BLOOD PRESSURE AND COGNITIVE FUNCTIONS IN PATIENTS WITH ARTERIAL HYPERTENSION IN THE REMOTE PERIOD AFTER STROKE
Ukrainian State Research Institute of Medical Social Problems of Disability of Ministry of Health of Ukraine, Dnipropetrovsk, Ukraine
Dnipropetrovsk State Medical Academy of Ministry of Health of Ukraine, Ukraine
One of the leading risk factors (RF) of cognitive impairment (CI) is arterial hypertension (AH), which leads to the necessity of examining the interrelation of blood pressure (BP) and cognitive functions (CF) of the patients with arterial hypertension in the remote period after stroke. The study involved 39 patients with stage III АН, with the period after stroke no less than 6 months. All patients got daily BP monitoring, and their СF were examined with generally recognized methods. Slight and moderate CI occurred in 74.2 and 25.8 % of the patients.

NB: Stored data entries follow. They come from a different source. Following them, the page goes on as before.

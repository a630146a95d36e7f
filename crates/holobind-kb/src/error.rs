//! Error types for the knowledge base.

use holobind_algebra::AlgebraError;
use std::fmt;

/// Failure modes for knowledge-base mutation.
#[derive(Debug, Clone, PartialEq)]
pub enum KbError {
    /// The rolling aggregate bundle could not be updated.
    Algebra(AlgebraError),
}

impl fmt::Display for KbError {
    fn fmt(&self, f: &mut fmt::Formatter<'_>) -> fmt::Result {
        match self {
            KbError::Algebra(e) => write!(f, "{}", e),
        }
    }
}

impl std::error::Error for KbError {}

impl From<AlgebraError> for KbError {
    fn from(e: AlgebraError) -> Self {
        KbError::Algebra(e)
    }
}

/// Alias for `std::result::Result<T, KbError>`.
pub type KbResult<T> = std::result::Result<T, KbError>;
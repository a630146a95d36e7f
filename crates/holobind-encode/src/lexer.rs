//! A small hand-written scanner for one line of surface syntax.
//!
//! No lexer generator, no parser-combinator crate: the grammar is a
//! handful of sigil-prefixed tokens plus bracketed lists, simple enough
//! that a direct char-by-char scan is the straightforward choice.

use crate::ast::{Literal, Span};
use crate::error::EncodeError;

#[derive(Debug, Clone, PartialEq)]
pub enum TokenKind {
    /// `@a` or `@a:id`.
    At(String, Option<String>),
    /// `$a`.
    Dollar(String),
    /// `?h`.
    Question(String),
    Literal(Literal),
    LBracket,
    RBracket,
    Comma,
    /// A bare identifier — an operator or argument name.
    Ident(String),
}

#[derive(Debug, Clone, PartialEq)]
pub struct Token {
    pub kind: TokenKind,
    pub span: Span,
}

fn is_ident_char(c: char) -> bool {
    c.is_alphanumeric() || c == '_' || c == '.' || c == '-'
}

/// Scans one source line into tokens.
///
/// The caller is responsible for skipping blank lines and `//` comment
/// lines before calling this — a line reaching here is assumed to contain
/// a statement.
pub fn tokenize(line: &str, line_number: usize) -> Result<Vec<Token>, EncodeError> {
    let chars: Vec<char> = line.chars().collect();
    let mut tokens = Vec::new();
    let mut i = 0;

    while i < chars.len() {
        let c = chars[i];
        let start = i;

        if c.is_whitespace() {
            i += 1;
            continue;
        }

        match c {
            '[' => {
                tokens.push(Token {
                    kind: TokenKind::LBracket,
                    span: Span::new(start, start + 1),
                });
                i += 1;
            }
            ']' => {
                tokens.push(Token {
                    kind: TokenKind::RBracket,
                    span: Span::new(start, start + 1),
                });
                i += 1;
            }
            ',' => {
                tokens.push(Token {
                    kind: TokenKind::Comma,
                    span: Span::new(start, start + 1),
                });
                i += 1;
            }
            '"' => {
                i += 1;
                let text_start = i;
                while i < chars.len() && chars[i] != '"' {
                    i += 1;
                }
                if i >= chars.len() {
                    return Err(EncodeError::ParseError {
                        line: line_number,
                        span: Some(Span::new(start, i)),
                        message: "unterminated string literal".to_string(),
                    });
                }
                let text: String = chars[text_start..i].iter().collect();
                i += 1; // closing quote
                tokens.push(Token {
                    kind: TokenKind::Literal(Literal::Str(text)),
                    span: Span::new(start, i),
                });
            }
            '@' => {
                i += 1;
                let name_start = i;
                while i < chars.len() && is_ident_char(chars[i]) {
                    i += 1;
                }
                if i == name_start {
                    return Err(EncodeError::ParseError {
                        line: line_number,
                        span: Some(Span::new(start, i)),
                        message: "expected a name after '@'".to_string(),
                    });
                }
                let name: String = chars[name_start..i].iter().collect();
                let persist = if i < chars.len() && chars[i] == ':' {
                    i += 1;
                    let id_start = i;
                    while i < chars.len() && is_ident_char(chars[i]) {
                        i += 1;
                    }
                    if i == id_start {
                        return Err(EncodeError::ParseError {
                            line: line_number,
                            span: Some(Span::new(start, i)),
                            message: "expected a name after ':'".to_string(),
                        });
                    }
                    Some(chars[id_start..i].iter().collect())
                } else {
                    None
                };
                tokens.push(Token {
                    kind: TokenKind::At(name, persist),
                    span: Span::new(start, i),
                });
            }
            '$' => {
                i += 1;
                let name_start = i;
                while i < chars.len() && is_ident_char(chars[i]) {
                    i += 1;
                }
                if i == name_start {
                    return Err(EncodeError::ParseError {
                        line: line_number,
                        span: Some(Span::new(start, i)),
                        message: "expected a name after '$'".to_string(),
                    });
                }
                tokens.push(Token {
                    kind: TokenKind::Dollar(chars[name_start..i].iter().collect()),
                    span: Span::new(start, i),
                });
            }
            '?' => {
                i += 1;
                let name_start = i;
                while i < chars.len() && is_ident_char(chars[i]) {
                    i += 1;
                }
                if i == name_start {
                    return Err(EncodeError::ParseError {
                        line: line_number,
                        span: Some(Span::new(start, i)),
                        message: "expected a name after '?'".to_string(),
                    });
                }
                tokens.push(Token {
                    kind: TokenKind::Question(chars[name_start..i].iter().collect()),
                    span: Span::new(start, i),
                });
            }
            c if c.is_ascii_digit() || (c == '-' && i + 1 < chars.len() && chars[i + 1].is_ascii_digit()) => {
                while i < chars.len() && (chars[i].is_ascii_digit() || chars[i] == '.' || chars[i] == '-') {
                    i += 1;
                }
                let text: String = chars[start..i].iter().collect();
                let value = text.parse::<f64>().map_err(|_| EncodeError::ParseError {
                    line: line_number,
                    span: Some(Span::new(start, i)),
                    message: format!("invalid number literal '{}'", text),
                })?;
                tokens.push(Token {
                    kind: TokenKind::Literal(Literal::Number(value)),
                    span: Span::new(start, i),
                });
            }
            c if is_ident_char(c) => {
                while i < chars.len() && is_ident_char(chars[i]) {
                    i += 1;
                }
                tokens.push(Token {
                    kind: TokenKind::Ident(chars[start..i].iter().collect()),
                    span: Span::new(start, i),
                });
            }
            other => {
                return Err(EncodeError::ParseError {
                    line: line_number,
                    span: Some(Span::new(start, start + 1)),
                    message: format!("unexpected character '{}'", other),
                });
            }
        }
    }

    Ok(tokens)
}

#[cfg(test)]
mod tests {
    use super::*;

    #[test]
    fn tokenizes_simple_statement() {
        let tokens = tokenize("isA Rex Dog", 1).unwrap();
        assert_eq!(
            tokens.iter().map(|t| &t.kind).collect::<Vec<_>>(),
            vec![
                &TokenKind::Ident("isA".to_string()),
                &TokenKind::Ident("Rex".to_string()),
                &TokenKind::Ident("Dog".to_string()),
            ]
        );
    }

    #[test]
    fn tokenizes_binding_and_persistence() {
        let tokens = tokenize("@a:id isA Rex Dog", 1).unwrap();
        assert_eq!(
            tokens[0].kind,
            TokenKind::At("a".to_string(), Some("id".to_string()))
        );
    }

    #[test]
    fn tokenizes_hole_and_reference_and_literal() {
        let tokens = tokenize(r#"love $x ?who "str" 42"#, 1).unwrap();
        assert_eq!(tokens[0].kind, TokenKind::Ident("love".to_string()));
        assert_eq!(tokens[1].kind, TokenKind::Dollar("x".to_string()));
        assert_eq!(tokens[2].kind, TokenKind::Question("who".to_string()));
        assert_eq!(
            tokens[3].kind,
            TokenKind::Literal(Literal::Str("str".to_string()))
        );
        assert_eq!(tokens[4].kind, TokenKind::Literal(Literal::Number(42.0)));
    }

    #[test]
    fn tokenizes_list() {
        let tokens = tokenize("likes John [Cat, Dog, Bird]", 1).unwrap();
        assert_eq!(tokens[2].kind, TokenKind::LBracket);
        assert_eq!(tokens[4].kind, TokenKind::Comma);
        assert_eq!(tokens.last().unwrap().kind, TokenKind::RBracket);
    }

    #[test]
    fn rejects_unterminated_string() {
        assert!(tokenize(r#"say "hello"#, 1).is_err());
    }
}
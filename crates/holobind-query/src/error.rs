//! Error types for query resolution.
//!
//! `query` itself never surfaces these — the public entry point always
//! returns a [`crate::QueryOutcome`] with `success: false` and a reason
//! string. This type exists for the internal plumbing that builds that
//! outcome, matching the workspace's `Result<T, E>` convention.

use holobind_algebra::AlgebraError;
use std::fmt;

/// Failure modes while resolving a query's holes.
#[derive(Debug, Clone, PartialEq)]
pub enum QueryError {
    /// The statement had more holes than [`crate::MAX_HOLES`] allows.
    TooManyHoles {
        /// The number of holes the statement actually had.
        found: usize,
    },
    /// The knowledge base had no facts to search.
    EmptyKnowledgeBase,
    /// The hyperdimensional algebra rejected a combination.
    Algebra(AlgebraError),
}

impl fmt::Display for QueryError {
    fn fmt(&self, f: &mut fmt::Formatter<'_>) -> fmt::Result {
        match self {
            QueryError::TooManyHoles { found } => {
                write!(f, "too many holes: found {}, max {}", found, crate::MAX_HOLES)
            }
            QueryError::EmptyKnowledgeBase => write!(f, "Empty knowledge base"),
            QueryError::Algebra(e) => write!(f, "{}", e),
        }
    }
}

impl std::error::Error for QueryError {}

impl From<AlgebraError> for QueryError {
    fn from(e: AlgebraError) -> Self {
        QueryError::Algebra(e)
    }
}

/// Alias for `std::result::Result<T, QueryError>`.
pub type QueryResult<T> = std::result::Result<T, QueryError>;
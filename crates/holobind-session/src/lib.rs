//! The session façade: owns the vocabulary, scope, knowledge base, and
//! rule set, and exposes `learn` / `query` / `prove` / `decode` /
//! `summarize` / `elaborate` / `getReasoningStats` over them.
//!
//! This is the only crate in the workspace that touches a filesystem (to
//! resolve `Load "path"` directives) — everything below it stays pure and
//! is tested with in-memory fixtures.

mod decode;
mod error;
mod learn;
mod loader;
mod narrate;
mod session;
mod stats;

pub use decode::{decode, DecodeOutcome, DecodedArgument};
pub use error::{SessionError, SessionResult};
pub use learn::LearnOutcome;
pub use loader::FilesystemLoader;
pub use narrate::{DefaultNarrator, NarrativeGenerator};
pub use session::{Session, DEFAULT_DIMENSIONS};
pub use stats::{ReasoningStats, StatsSnapshot};

// Re-exported so callers don't need a direct dependency on every crate in
// the stack just to build a theory loader or read a proof's step log.
pub use holobind_encode::{InMemoryLoader, TheoryLoader};
pub use holobind_proof::{ProofOutcome, ProveOptions};
pub use holobind_query::QueryOutcome;
//! Disjointness refutation of a goal via a declared mutual exclusion.

use holobind_session::Session;

#[test]
fn tokyo_in_europe_is_refuted_via_mutually_disjoint_continents() {
    let mut session = Session::new(1024).unwrap();
    let learned = session.learn(
        "locatedIn Tokyo Japan\n\
         locatedIn Japan Asia\n\
         isA Asia Continent\n\
         isA Europe Continent\n\
         mutuallyDisjoint Continent",
    );
    assert!(learned.success);

    let proof = session.prove("locatedIn Tokyo Europe", None);
    assert!(proof.valid);
    assert_eq!(proof.result, Some(false));
    assert_eq!(proof.method.as_deref(), Some("disjoint_proof"));

    let has_disjoint_check = proof.steps.iter().any(|s| s.operation == "disjoint_check");
    assert!(has_disjoint_check);
}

Patients which survived stroke showed the most significant changes in the processes of memory (in 97.3 %), attention (to 90.6 %), intellect (75.6 %) and thinking (in 64.9 % of the cases). It was shown that the daily minimum systolic ВР and diastolic ВР were associated with attention and thinking, their average daily values with memory, attention and thinking, the maximum with memory. Daytime systolic ВР was associated with memory, attention and intelligence, while the daytime diastolic ВР with memory and attention; variability of daytime systolic ВР− with memory, while the daytime diastolic ВР variability with memory, attention, emotional intelligence. Nighttime systolic ВР was associated with memory and attention, and diastolic ВР with memory, attention and thinking; variability of systolic ВР at night −− with memory and diastolic ВР at night with attention. The distinctive features of the influence of daytime systolic ВР were their impact on the emotional intelligence of patients, the daytime variability of systolic ВР on memory, daytime diastolic ВР on attention and emotional intelligence, nighttime diastolic ВР on thinking, night variability in systolic ВР on memory and night diastolic ВР on the attention of patients. The results of the studies indicate the need in search for new criteria and indices of assessment of daily changes in ВР, which could evaluate their interrelations with cognitive functions as well as develop individual programs for rehabilitation of these patients.
Key words: arterial hypertension, stroke, cognitive functions, daily blood pressure monitoring, rehabilitation.